1315 Bowers Road, photographed during our Michigan trip two summers ago. The red brick is still the same, but when we lived there in the '50s, the steps were big blocks of stone. Wide steps with sharp edges, difficult for short legs to maneuver. There was always the threat that one of us would fall and crack our head open. But we spent hours on that porch, embellishing the rough steps with our crayon drawings and playing games that involved skipping up and down them one or two at a time. I recall scraped knees, but no skull fractures.

I was four when we moved into that house. Most of my earliest memories of family live there. However, I do have a few that precede those years...

We had just moved into a house on Pine Street. I see Bev and me eating breakfast in our pajamas, using a large cardboard box as a table. Also on Pine Street, the day Dad brought Mom and baby Karen home from the hospital. Aunt Fran had been staying with Bev and me. This one plays out in black and white for some reason.

We also lived on Meyers Road in a two-storied house for a while. We had the "downstairs," and a couple with no kids lived upstairs. One day Bev, who was young enough to be in diapers, escaped mid-change and wandered upstairs to visit Fred and Barbara. Fred returned her to my mom with his autograph on her butt. (That's not as weird as it sounds. What's weird is that I remember it.) I also vividly remember my mom telling us about a dream she had in that house. The house was on fire. She managed to get us three girls out of the window, and told us to run across the road and tell Mrs. Smith to call the fire department. Then she watched us run out in front of a truck...well, I don't even want to tell you how it ends. But I remember.

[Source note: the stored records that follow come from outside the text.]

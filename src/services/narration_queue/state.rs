//! Queue state machine, owned exclusively by the worker task

use super::QueueError;
use crate::domain::narration::{Narration, NarrationId, NarrationStatus};
use chrono::{DateTime, Utc};
use rustc_hash::FxHashMap;

#[derive(Debug, Default, Clone, Copy, PartialEq, Eq)]
pub(crate) struct EnqueueReport {
    pub accepted: usize,
    pub failed: usize,
    pub pending: usize,
}

/// What one `next()` did
#[derive(Debug, Default, Clone, PartialEq)]
pub(crate) struct Advance {
    pub finished: Option<Narration>,
    pub started: Option<Narration>,
}

/// FIFO of narrations with at most one entry playing.
///
/// Terminal entries stay in place so callers can inspect failures; `head`
/// skips past them so `next()` does not rescan the finished prefix.
#[derive(Debug, Default)]
pub(crate) struct QueueState {
    entries: Vec<Narration>,
    index: FxHashMap<NarrationId, usize>,
    current: Option<NarrationId>,
    /// Every entry before `head` is no longer queued
    head: usize,
}

impl QueueState {
    pub(crate) fn new() -> Self {
        Self::default()
    }

    /// Append in order. Duplicate ids are ignored. Entries carrying a
    /// failure reason go straight to failed.
    pub(crate) fn enqueue(&mut self, batch: Vec<Narration>, now: DateTime<Utc>) -> EnqueueReport {
        let mut report = EnqueueReport::default();
        for mut narration in batch {
            if self.index.contains_key(&narration.id) {
                continue;
            }
            narration.status = NarrationStatus::Queued;
            narration.started_at = None;
            narration.completed_at = None;
            if narration.failure_reason.is_some() {
                narration.apply_status(NarrationStatus::Failed, now);
                report.failed += 1;
            }
            self.index.insert(narration.id, self.entries.len());
            self.entries.push(narration);
            report.accepted += 1;
        }
        report.pending = self.pending_count();
        report
    }

    /// Finish whatever is playing and promote the earliest queued entry.
    ///
    /// The finished entry, if any, moves to completed.
    pub(crate) fn next(&mut self, now: DateTime<Utc>) -> Advance {
        let finished = self.current.take().and_then(|id| {
            let position = *self.index.get(&id)?;
            let entry = &mut self.entries[position];
            entry.apply_status(NarrationStatus::Completed, now);
            Some(entry.clone())
        });
        Advance { finished, started: self.promote_head(now) }
    }

    /// Start `id` only if nothing is playing and it is still the next queued entry
    pub(crate) fn start_if_next(
        &mut self,
        id: NarrationId,
        now: DateTime<Utc>,
    ) -> Result<Narration, QueueError> {
        if let Some(playing) = self.current {
            return Err(QueueError::Busy(playing));
        }
        self.advance_head();
        let head = self.entries.get(self.head).map(|n| n.id);
        if head != Some(id) {
            return Err(QueueError::HeadChanged { expected: id, head });
        }
        self.promote_head(now).ok_or(QueueError::NotFound(id))
    }

    pub(crate) fn update_status(
        &mut self,
        id: NarrationId,
        status: NarrationStatus,
        now: DateTime<Utc>,
    ) -> Result<Narration, QueueError> {
        let position = *self.index.get(&id).ok_or(QueueError::NotFound(id))?;
        let entry = &mut self.entries[position];

        if !entry.status.can_transition_to(status) {
            return Err(QueueError::InvalidTransition {
                id,
                from: entry.status.as_str(),
                to: status.as_str(),
            });
        }
        if status == NarrationStatus::Playing {
            if let Some(playing) = self.current {
                return Err(QueueError::Busy(playing));
            }
        }

        entry.apply_status(status, now);
        let updated = entry.clone();

        if status == NarrationStatus::Playing {
            self.current = Some(id);
        } else if status.is_terminal() && self.current == Some(id) {
            self.current = None;
        }
        Ok(updated)
    }

    pub(crate) fn current(&self) -> Option<&Narration> {
        self.current.and_then(|id| self.get(id))
    }

    pub(crate) fn peek_next(&self) -> Option<&Narration> {
        self.entries[self.head.min(self.entries.len())..]
            .iter()
            .find(|n| n.status == NarrationStatus::Queued)
    }

    pub(crate) fn pending_count(&self) -> usize {
        self.entries[self.head.min(self.entries.len())..]
            .iter()
            .filter(|n| n.status == NarrationStatus::Queued)
            .count()
    }

    pub(crate) fn get(&self, id: NarrationId) -> Option<&Narration> {
        self.index.get(&id).map(|&i| &self.entries[i])
    }

    pub(crate) fn entries(&self) -> &[Narration] {
        &self.entries
    }

    /// Drop everything, returning how many entries were discarded
    pub(crate) fn clear(&mut self) -> usize {
        let dropped = self.entries.len();
        self.entries.clear();
        self.index.clear();
        self.current = None;
        self.head = 0;
        dropped
    }

    fn promote_head(&mut self, now: DateTime<Utc>) -> Option<Narration> {
        self.advance_head();
        let entry = self.entries.get_mut(self.head)?;
        entry.apply_status(NarrationStatus::Playing, now);
        self.current = Some(entry.id);
        Some(entry.clone())
    }

    fn advance_head(&mut self) {
        while self
            .entries
            .get(self.head)
            .is_some_and(|n| n.status != NarrationStatus::Queued)
        {
            self.head += 1;
        }
    }
}

#[cfg(test)]
mod tests {
    use super::*;
    use crate::domain::types::PoiId;

    fn narration(name: &str) -> Narration {
        Narration::new(PoiId::from(name), name, name, "content", 60.0)
    }

    fn state_with(names: &[&str]) -> (QueueState, Vec<NarrationId>) {
        let mut state = QueueState::new();
        let batch: Vec<Narration> = names.iter().map(|n| narration(n)).collect();
        let ids = batch.iter().map(|n| n.id).collect();
        state.enqueue(batch, Utc::now());
        (state, ids)
    }

    #[test]
    fn test_enqueue_reports_pending() {
        let mut state = QueueState::new();
        let now = Utc::now();
        let report = state.enqueue(vec![narration("a"), narration("b")], now);
        assert_eq!((report.accepted, report.pending), (2, 2));
        let report = state.enqueue(vec![narration("c")], now);
        assert_eq!((report.accepted, report.pending), (1, 3));
    }

    #[test]
    fn test_enqueue_ignores_duplicate_ids() {
        let mut state = QueueState::new();
        let n = narration("a");
        state.enqueue(vec![n.clone()], Utc::now());
        assert_eq!(
            state.enqueue(vec![n], Utc::now()),
            EnqueueReport { accepted: 0, failed: 0, pending: 1 }
        );
    }

    #[test]
    fn test_enqueue_failed_placeholder_never_plays() {
        let mut state = QueueState::new();
        let now = Utc::now();
        let broken = Narration::failed(PoiId::from("broken"), "broken", "no content");
        let report = state.enqueue(vec![broken.clone(), narration("ok")], now);
        assert_eq!(report, EnqueueReport { accepted: 2, failed: 1, pending: 1 });

        let entry = state.get(broken.id).unwrap();
        assert_eq!(entry.status, NarrationStatus::Failed);
        assert!(entry.completed_at.is_some());
        assert_eq!(state.next(now).started.unwrap().poi_name, "ok");
    }

    #[test]
    fn test_repeated_next_drains_in_order() {
        let (mut state, ids) = state_with(&["a", "b", "c"]);
        let now = Utc::now();

        let mut started = Vec::new();
        for _ in 0..4 {
            let advance = state.next(now);
            assert!(state.entries().iter().filter(|n| n.status == NarrationStatus::Playing).count() <= 1);
            if let Some(finished) = &advance.finished {
                assert_eq!(finished.status, NarrationStatus::Completed);
                assert!(finished.completed_at.is_some());
            }
            started.push(advance.started.map(|n| n.id));
        }

        assert_eq!(started, vec![Some(ids[0]), Some(ids[1]), Some(ids[2]), None]);
        assert!(state.current().is_none());
        assert!(state.entries().iter().all(|n| n.status == NarrationStatus::Completed));
    }

    #[test]
    fn test_next_after_explicit_finish() {
        let (mut state, ids) = state_with(&["a", "b"]);
        let now = Utc::now();

        let first = state.next(now).started.unwrap();
        assert_eq!(first.id, ids[0]);
        assert_eq!(first.status, NarrationStatus::Playing);
        assert!(first.started_at.is_some());

        state.update_status(ids[0], NarrationStatus::Cancelled, now).unwrap();
        let advance = state.next(now);
        assert!(advance.finished.is_none());
        assert_eq!(advance.started.unwrap().id, ids[1]);
        assert_eq!(state.get(ids[0]).unwrap().status, NarrationStatus::Cancelled);
    }

    #[test]
    fn test_start_if_next_guards_head_and_playing() {
        let (mut state, ids) = state_with(&["a", "b"]);
        let now = Utc::now();

        // Head skipped by someone else: "b" is not started in its place
        state.update_status(ids[0], NarrationStatus::Skipped, now).unwrap();
        assert_eq!(
            state.start_if_next(ids[0], now),
            Err(QueueError::HeadChanged { expected: ids[0], head: Some(ids[1]) })
        );
        assert!(state.current().is_none());

        assert_eq!(state.start_if_next(ids[1], now).unwrap().id, ids[1]);
        assert_eq!(state.start_if_next(ids[1], now), Err(QueueError::Busy(ids[1])));

        state.update_status(ids[1], NarrationStatus::Completed, now).unwrap();
        assert_eq!(
            state.start_if_next(ids[1], now),
            Err(QueueError::HeadChanged { expected: ids[1], head: None })
        );
    }

    #[test]
    fn test_next_on_empty() {
        let mut state = QueueState::new();
        assert_eq!(state.next(Utc::now()), Advance::default());
    }

    #[test]
    fn test_skip_before_playing() {
        let (mut state, ids) = state_with(&["a", "b", "c"]);
        let now = Utc::now();
        state.update_status(ids[1], NarrationStatus::Skipped, now).unwrap();
        assert_eq!(state.pending_count(), 2);

        state.next(now);
        assert_eq!(state.next(now).started.unwrap().id, ids[2]);
    }

    #[test]
    fn test_terminal_entries_are_final() {
        let (mut state, ids) = state_with(&["a"]);
        let now = Utc::now();
        state.update_status(ids[0], NarrationStatus::Failed, now).unwrap();
        let err = state.update_status(ids[0], NarrationStatus::Queued, now).unwrap_err();
        assert!(matches!(err, QueueError::InvalidTransition { from: "failed", to: "queued", .. }));
        assert!(state.update_status(ids[0], NarrationStatus::Playing, now).is_err());
        assert_eq!(state.get(ids[0]).unwrap().status, NarrationStatus::Failed);
        assert!(state.get(ids[0]).unwrap().completed_at.is_some());
    }

    #[test]
    fn test_playing_only_moves_to_terminal() {
        let (mut state, ids) = state_with(&["a"]);
        let now = Utc::now();
        state.next(now);
        assert!(state.update_status(ids[0], NarrationStatus::Queued, now).is_err());
        assert!(state.update_status(ids[0], NarrationStatus::Playing, now).is_err());
        state.update_status(ids[0], NarrationStatus::Cancelled, now).unwrap();
        assert!(state.current().is_none());
    }

    #[test]
    fn test_second_playing_rejected() {
        let (mut state, ids) = state_with(&["a", "b"]);
        let now = Utc::now();
        state.update_status(ids[1], NarrationStatus::Playing, now).unwrap();
        assert_eq!(state.current().unwrap().id, ids[1]);
        assert_eq!(
            state.update_status(ids[0], NarrationStatus::Playing, now),
            Err(QueueError::Busy(ids[1]))
        );
    }

    #[test]
    fn test_unknown_id() {
        let mut state = QueueState::new();
        let id = NarrationId::new();
        assert_eq!(
            state.update_status(id, NarrationStatus::Completed, Utc::now()),
            Err(QueueError::NotFound(id))
        );
    }

    #[test]
    fn test_peek_does_not_advance() {
        let (mut state, ids) = state_with(&["a", "b"]);
        assert_eq!(state.peek_next().unwrap().id, ids[0]);
        assert_eq!(state.peek_next().unwrap().id, ids[0]);
        state.next(Utc::now());
        assert_eq!(state.peek_next().unwrap().id, ids[1]);
    }

    #[test]
    fn test_clear_resets() {
        let (mut state, _) = state_with(&["a", "b"]);
        state.next(Utc::now());
        assert_eq!(state.clear(), 2);
        assert!(state.current().is_none());
        assert_eq!(state.pending_count(), 0);
        assert!(state.entries().is_empty());
        assert_eq!(state.next(Utc::now()), Advance::default());
    }
}
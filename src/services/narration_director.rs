//! Connects a planned tour to the narration queue
//!
//! `prepare` turns the tour's POI stops into queued narrations. After that the
//! location provider feeds `on_position`, which decides on each update whether
//! the next narration should start now, wait, or be skipped because the
//! vehicle has already reached its subject.

use crate::domain::geo;
use crate::domain::narration::{Narration, NarrationId, NarrationStatus, NarrationTiming};
use crate::domain::tour::Tour;
use crate::domain::types::{Coordinate, Poi, PoiId};
use crate::infra::config::NarrationConfig;
use crate::io::content::ContentGenerator;
use crate::services::narration_queue::{NarrationQueue, QueueError};
use crate::services::narration_timing::{NarrationTimingCalculator, TimingError};
use parking_lot::RwLock;
use rustc_hash::FxHashMap;
use serde::Serialize;
use std::ops::RangeInclusive;
use thiserror::Error;
use tracing::{debug, info, warn};

#[derive(Debug, Error)]
pub enum DirectorError {
    #[error(transparent)]
    Queue(#[from] QueueError),

    #[error(transparent)]
    Timing(#[from] TimingError),
}

/// What `prepare` put on the queue
#[derive(Debug, Clone, Default, Serialize)]
pub struct PreparedNarrations {
    pub enqueued: usize,
    pub failed: Vec<NarrationId>,
    pub pending: usize,
}

/// Outcome of one position update
#[derive(Debug, Clone, PartialEq, Serialize)]
#[serde(tag = "action", rename_all = "snake_case")]
pub enum DirectorAction {
    /// Something is playing or nothing is queued
    Idle,
    Waiting { narration_id: NarrationId, distance_miles: f64, timing: NarrationTiming },
    Started { narration: Narration, distance_miles: f64 },
    Skipped { narration_id: NarrationId },
    /// The narration cannot be placed on the route and was marked failed
    Failed { narration_id: NarrationId },
}

pub struct NarrationDirector {
    queue: NarrationQueue,
    calculator: NarrationTimingCalculator,
    arrival_window: RangeInclusive<f64>,
    target_duration_seconds: f64,
    /// Where each narrated POI is, for distance checks
    locations: RwLock<FxHashMap<PoiId, Coordinate>>,
}

impl NarrationDirector {
    pub fn new(queue: NarrationQueue, config: &NarrationConfig) -> Self {
        Self {
            queue,
            calculator: NarrationTimingCalculator::from_config(config),
            arrival_window: config.arrival_window(),
            target_duration_seconds: config.target_duration_seconds,
            locations: RwLock::new(FxHashMap::default()),
        }
    }

    pub fn queue(&self) -> &NarrationQueue {
        &self.queue
    }

    /// Generate and enqueue narrations for every POI stop of `tour`, in tour order.
    ///
    /// Charging stops are not narrated. A POI whose content cannot be produced
    /// is enqueued already failed so playback moves past it.
    pub async fn prepare(
        &self,
        tour: &Tour,
        pois: &[Poi],
        generator: &dyn ContentGenerator,
        interests: &[String],
    ) -> Result<PreparedNarrations, DirectorError> {
        let by_id: FxHashMap<&PoiId, &Poi> = pois.iter().map(|p| (&p.id, p)).collect();

        let mut batch = Vec::new();
        let mut failed = Vec::new();
        for waypoint in tour.waypoints().iter().filter(|w| !w.is_charging_stop) {
            let Some(poi_id) = &waypoint.poi_id else {
                continue;
            };
            let narration = match by_id.get(poi_id) {
                Some(poi) => match generator.generate(poi, self.target_duration_seconds, interests).await {
                    Ok(narration) => narration,
                    Err(e) => {
                        warn!(poi_id = %poi_id, error = %e, "narration_generation_failed");
                        Narration::failed(poi_id.clone(), &waypoint.name, &e.to_string())
                    }
                },
                None => {
                    warn!(poi_id = %poi_id, "narration_poi_missing");
                    Narration::failed(poi_id.clone(), &waypoint.name, "POI details unavailable")
                }
            };
            if narration.failure_reason.is_some() {
                failed.push(narration.id);
            }
            self.locations.write().insert(poi_id.clone(), waypoint.location);
            batch.push(narration);
        }

        let enqueued = batch.len();
        let pending = self.queue.enqueue(batch).await?;

        info!(
            tour_id = %tour.id(),
            enqueued = %enqueued,
            failed = %failed.len(),
            pending = %pending,
            "narrations_prepared"
        );
        Ok(PreparedNarrations { enqueued, failed, pending })
    }

    /// React to a location update from the vehicle
    pub async fn on_position(
        &self,
        position: Coordinate,
        speed_mph: f64,
    ) -> Result<DirectorAction, DirectorError> {
        if self.queue.current().await?.is_some() {
            return Ok(DirectorAction::Idle);
        }
        let Some(narration) = self.queue.peek_next().await? else {
            return Ok(DirectorAction::Idle);
        };

        let location = self.locations.read().get(&narration.poi_id).copied();
        let Some(location) = location else {
            warn!(narration_id = %narration.id, poi_id = %narration.poi_id, "narration_location_unknown");
            self.queue.update_status(narration.id, NarrationStatus::Failed).await?;
            return Ok(DirectorAction::Failed { narration_id: narration.id });
        };

        let distance = geo::distance_miles(position, location);
        if distance <= self.calculator.min_trigger_distance_miles() {
            info!(
                narration_id = %narration.id,
                poi_id = %narration.poi_id,
                distance_miles = %format!("{distance:.2}"),
                "narration_passed"
            );
            self.queue.update_status(narration.id, NarrationStatus::Skipped).await?;
            return Ok(DirectorAction::Skipped { narration_id: narration.id });
        }

        let timing =
            self.calculator.calculate_timing(&narration, distance, speed_mph, &self.arrival_window)?;
        if !timing.is_valid {
            debug!(
                narration_id = %narration.id,
                distance_miles = %format!("{distance:.2}"),
                arrival_lead_secs = %format!("{:.0}", timing.arrival_lead_seconds),
                "narration_waiting"
            );
            return Ok(DirectorAction::Waiting { narration_id: narration.id, distance_miles: distance, timing });
        }

        // Only the narration whose timing was checked may start
        match self.queue.start_if_next(narration.id).await {
            Ok(started) => Ok(DirectorAction::Started { narration: started, distance_miles: distance }),
            Err(QueueError::Busy(_) | QueueError::HeadChanged { .. }) => {
                debug!(narration_id = %narration.id, "narration_start_superseded");
                Ok(DirectorAction::Idle)
            }
            Err(e) => Err(e.into()),
        }
    }
}
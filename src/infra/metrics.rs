//! Lock-free metrics collection and periodic reporting
//!
//! Counters are plain atomics so the planner and the narration queue worker
//! can record without contention. `report()` swaps the interval counters and
//! leaves the lifetime totals in place.
//!
//! NOTE: All atomics use Relaxed ordering intentionally. These are statistical
//! counters only and must not be used for coordination.

use crate::domain::narration::NarrationStatus;
use std::sync::atomic::{AtomicU64, Ordering};
use std::time::Instant;
use tracing::info;

/// Update an atomic max value using compare-and-swap loop
#[inline]
fn update_atomic_max(atomic_max: &AtomicU64, new_value: u64) {
    let mut current_max = atomic_max.load(Ordering::Relaxed);
    while new_value > current_max {
        match atomic_max.compare_exchange_weak(
            current_max,
            new_value,
            Ordering::Relaxed,
            Ordering::Relaxed,
        ) {
            Ok(_) => break,
            Err(actual) => current_max = actual,
        }
    }
}

pub struct Metrics {
    // Lifetime totals
    tours_planned: AtomicU64,
    tours_unsafe: AtomicU64,
    chargers_inserted: AtomicU64,
    poi_lookups: AtomicU64,
    narrations_enqueued: AtomicU64,
    narrations_started: AtomicU64,
    narrations_completed: AtomicU64,
    narrations_skipped: AtomicU64,
    narrations_cancelled: AtomicU64,
    narrations_failed: AtomicU64,
    // Per-interval planning latency, reset on report
    plan_latency_sum_us: AtomicU64,
    plan_latency_count: AtomicU64,
    plan_latency_max_us: AtomicU64,
    last_report_time: parking_lot::Mutex<Instant>,
}

impl Default for Metrics {
    fn default() -> Self {
        Self::new()
    }
}

impl Metrics {
    pub fn new() -> Self {
        Self {
            tours_planned: AtomicU64::new(0),
            tours_unsafe: AtomicU64::new(0),
            chargers_inserted: AtomicU64::new(0),
            poi_lookups: AtomicU64::new(0),
            narrations_enqueued: AtomicU64::new(0),
            narrations_started: AtomicU64::new(0),
            narrations_completed: AtomicU64::new(0),
            narrations_skipped: AtomicU64::new(0),
            narrations_cancelled: AtomicU64::new(0),
            narrations_failed: AtomicU64::new(0),
            plan_latency_sum_us: AtomicU64::new(0),
            plan_latency_count: AtomicU64::new(0),
            plan_latency_max_us: AtomicU64::new(0),
            last_report_time: parking_lot::Mutex::new(Instant::now()),
        }
    }

    /// Record a finished planning call
    #[inline]
    pub fn record_plan(&self, safe: bool, chargers_added: usize, latency_us: u64) {
        if safe {
            self.tours_planned.fetch_add(1, Ordering::Relaxed);
        } else {
            self.tours_unsafe.fetch_add(1, Ordering::Relaxed);
        }
        self.chargers_inserted.fetch_add(chargers_added as u64, Ordering::Relaxed);
        self.plan_latency_sum_us.fetch_add(latency_us, Ordering::Relaxed);
        self.plan_latency_count.fetch_add(1, Ordering::Relaxed);
        update_atomic_max(&self.plan_latency_max_us, latency_us);
    }

    #[inline]
    pub fn record_poi_lookup(&self) {
        self.poi_lookups.fetch_add(1, Ordering::Relaxed);
    }

    #[inline]
    pub fn record_enqueued(&self, count: usize) {
        self.narrations_enqueued.fetch_add(count as u64, Ordering::Relaxed);
    }

    /// Count a narration entering `status`
    #[inline]
    pub fn record_narration_status(&self, status: NarrationStatus) {
        let counter = match status {
            NarrationStatus::Queued => return,
            NarrationStatus::Playing => &self.narrations_started,
            NarrationStatus::Completed => &self.narrations_completed,
            NarrationStatus::Skipped => &self.narrations_skipped,
            NarrationStatus::Cancelled => &self.narrations_cancelled,
            NarrationStatus::Failed => &self.narrations_failed,
        };
        counter.fetch_add(1, Ordering::Relaxed);
    }

    /// Take a snapshot, resetting the per-interval latency figures
    pub fn report(&self) -> MetricsSummary {
        let now = Instant::now();
        let interval_secs = {
            let mut last = self.last_report_time.lock();
            let elapsed = now.duration_since(*last).as_secs_f64();
            *last = now;
            elapsed
        };

        let latency_sum = self.plan_latency_sum_us.swap(0, Ordering::Relaxed);
        let latency_count = self.plan_latency_count.swap(0, Ordering::Relaxed);
        let latency_max = self.plan_latency_max_us.swap(0, Ordering::Relaxed);

        MetricsSummary {
            interval_secs,
            tours_planned: self.tours_planned.load(Ordering::Relaxed),
            tours_unsafe: self.tours_unsafe.load(Ordering::Relaxed),
            chargers_inserted: self.chargers_inserted.load(Ordering::Relaxed),
            poi_lookups: self.poi_lookups.load(Ordering::Relaxed),
            narrations_enqueued: self.narrations_enqueued.load(Ordering::Relaxed),
            narrations_started: self.narrations_started.load(Ordering::Relaxed),
            narrations_completed: self.narrations_completed.load(Ordering::Relaxed),
            narrations_skipped: self.narrations_skipped.load(Ordering::Relaxed),
            narrations_cancelled: self.narrations_cancelled.load(Ordering::Relaxed),
            narrations_failed: self.narrations_failed.load(Ordering::Relaxed),
            plans_in_interval: latency_count,
            avg_plan_latency_us: if latency_count > 0 { latency_sum / latency_count } else { 0 },
            max_plan_latency_us: latency_max,
        }
    }
}

/// Point-in-time metrics snapshot
#[derive(Debug, Clone, serde::Serialize)]
pub struct MetricsSummary {
    pub interval_secs: f64,
    pub tours_planned: u64,
    pub tours_unsafe: u64,
    pub chargers_inserted: u64,
    pub poi_lookups: u64,
    pub narrations_enqueued: u64,
    pub narrations_started: u64,
    pub narrations_completed: u64,
    pub narrations_skipped: u64,
    pub narrations_cancelled: u64,
    pub narrations_failed: u64,
    pub plans_in_interval: u64,
    pub avg_plan_latency_us: u64,
    pub max_plan_latency_us: u64,
}

impl MetricsSummary {
    pub fn log(&self) {
        info!(
            interval_secs = %format!("{:.1}", self.interval_secs),
            tours_planned = %self.tours_planned,
            tours_unsafe = %self.tours_unsafe,
            chargers_inserted = %self.chargers_inserted,
            poi_lookups = %self.poi_lookups,
            narrations_enqueued = %self.narrations_enqueued,
            narrations_started = %self.narrations_started,
            narrations_completed = %self.narrations_completed,
            narrations_skipped = %self.narrations_skipped,
            narrations_cancelled = %self.narrations_cancelled,
            narrations_failed = %self.narrations_failed,
            plans_in_interval = %self.plans_in_interval,
            avg_plan_latency_us = %self.avg_plan_latency_us,
            max_plan_latency_us = %self.max_plan_latency_us,
            "metrics"
        );
    }
}
//! Narration data model and its playback lifecycle

use crate::domain::types::PoiId;
use chrono::{DateTime, Utc};
use serde::Serialize;
use uuid::Uuid;

/// Newtype wrapper for narration IDs
#[derive(Debug, Clone, Copy, PartialEq, Eq, Hash, Serialize)]
#[serde(transparent)]
pub struct NarrationId(pub Uuid);

impl NarrationId {
    pub fn new() -> Self {
        NarrationId(Uuid::now_v7())
    }
}

impl Default for NarrationId {
    fn default() -> Self {
        Self::new()
    }
}

impl std::fmt::Display for NarrationId {
    fn fmt(&self, f: &mut std::fmt::Formatter<'_>) -> std::fmt::Result {
        write!(f, "{}", self.0)
    }
}

/// Narration lifecycle
///
/// `Queued → Playing → {Completed | Skipped | Cancelled | Failed}`. A queued
/// narration may also be skipped, cancelled or failed without ever playing.
#[derive(Debug, Clone, Copy, PartialEq, Eq, Hash, Serialize)]
#[serde(rename_all = "snake_case")]
pub enum NarrationStatus {
    Queued,
    Playing,
    Completed,
    Skipped,
    Cancelled,
    Failed,
}

impl NarrationStatus {
    #[inline]
    pub fn as_str(&self) -> &'static str {
        match self {
            NarrationStatus::Queued => "queued",
            NarrationStatus::Playing => "playing",
            NarrationStatus::Completed => "completed",
            NarrationStatus::Skipped => "skipped",
            NarrationStatus::Cancelled => "cancelled",
            NarrationStatus::Failed => "failed",
        }
    }

    #[inline]
    pub fn is_terminal(&self) -> bool {
        !matches!(self, NarrationStatus::Queued | NarrationStatus::Playing)
    }

    /// Whether `self → next` is a legal lifecycle step
    pub fn can_transition_to(&self, next: NarrationStatus) -> bool {
        match self {
            NarrationStatus::Queued => next != NarrationStatus::Queued,
            NarrationStatus::Playing => next.is_terminal(),
            _ => false,
        }
    }
}

/// Spoken content about one POI
#[derive(Debug, Clone, PartialEq, Serialize)]
pub struct Narration {
    pub id: NarrationId,
    pub poi_id: PoiId,
    pub poi_name: String,
    pub title: String,
    pub content: String,
    /// Target spoken duration in seconds
    pub duration_seconds: f64,
    pub status: NarrationStatus,
    #[serde(skip_serializing_if = "Option::is_none")]
    pub started_at: Option<DateTime<Utc>>,
    #[serde(skip_serializing_if = "Option::is_none")]
    pub completed_at: Option<DateTime<Utc>>,
    #[serde(skip_serializing_if = "Option::is_none")]
    pub failure_reason: Option<String>,
}

impl Narration {
    pub fn new(
        poi_id: PoiId,
        poi_name: &str,
        title: &str,
        content: &str,
        duration_seconds: f64,
    ) -> Self {
        Self {
            id: NarrationId::new(),
            poi_id,
            poi_name: poi_name.to_string(),
            title: title.to_string(),
            content: content.to_string(),
            duration_seconds,
            status: NarrationStatus::Queued,
            started_at: None,
            completed_at: None,
            failure_reason: None,
        }
    }

    /// Placeholder for a POI whose content could not be produced; the queue stores it as failed
    pub fn failed(poi_id: PoiId, poi_name: &str, reason: &str) -> Self {
        let mut narration = Self::new(poi_id, poi_name, poi_name, "", 0.0);
        narration.failure_reason = Some(reason.to_string());
        narration
    }

    /// Apply a status change and stamp timestamps. Caller validates legality.
    pub(crate) fn apply_status(&mut self, status: NarrationStatus, now: DateTime<Utc>) {
        if status == NarrationStatus::Playing && self.started_at.is_none() {
            self.started_at = Some(now);
        }
        if status.is_terminal() && self.completed_at.is_none() {
            self.completed_at = Some(now);
        }
        self.status = status;
    }
}

/// Result of a trigger-timing calculation. Derived, never stored.
#[derive(Debug, Clone, Copy, PartialEq, Serialize)]
pub struct NarrationTiming {
    /// Distance from the POI at which to start the narration
    pub trigger_distance_miles: f64,
    /// Seconds from now until the trigger distance is reached
    pub time_to_trigger_seconds: f64,
    /// Miles driven while the narration plays
    pub narration_travel_distance_miles: f64,
    /// Seconds between narration end and arrival if started now
    pub arrival_lead_seconds: f64,
    pub is_valid: bool,
}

And if Mom were still here, she'd argue that this one is not a real memory, but that it's etched in my mind because I liked hearing the story: I was almost a year old when my dad saw me for the first time when he returned from Korea. I see me waking up in my crib to find him standing over me, smiling. Sometimes I remember him in his Army uniform, and other times he's wearing a gray Banlon shirt. Hmmm, maybe Mom was right. (It's okay if you tell her that now.)

I will go to my death defending my memories, but since I want to be honest in this blog, I will admit that many of them are probably kept alive by photographs, rather than amazing feats performed by my steel trap of a mind. My family has always had an affinity for cameras and a propensity toward photo-journalism. So many photographs, so many memories...

This one of baby Missy on the porch pointing at something in (or on) the window is one of my favorites.


Life was simpler then. At least that's the way I remember it.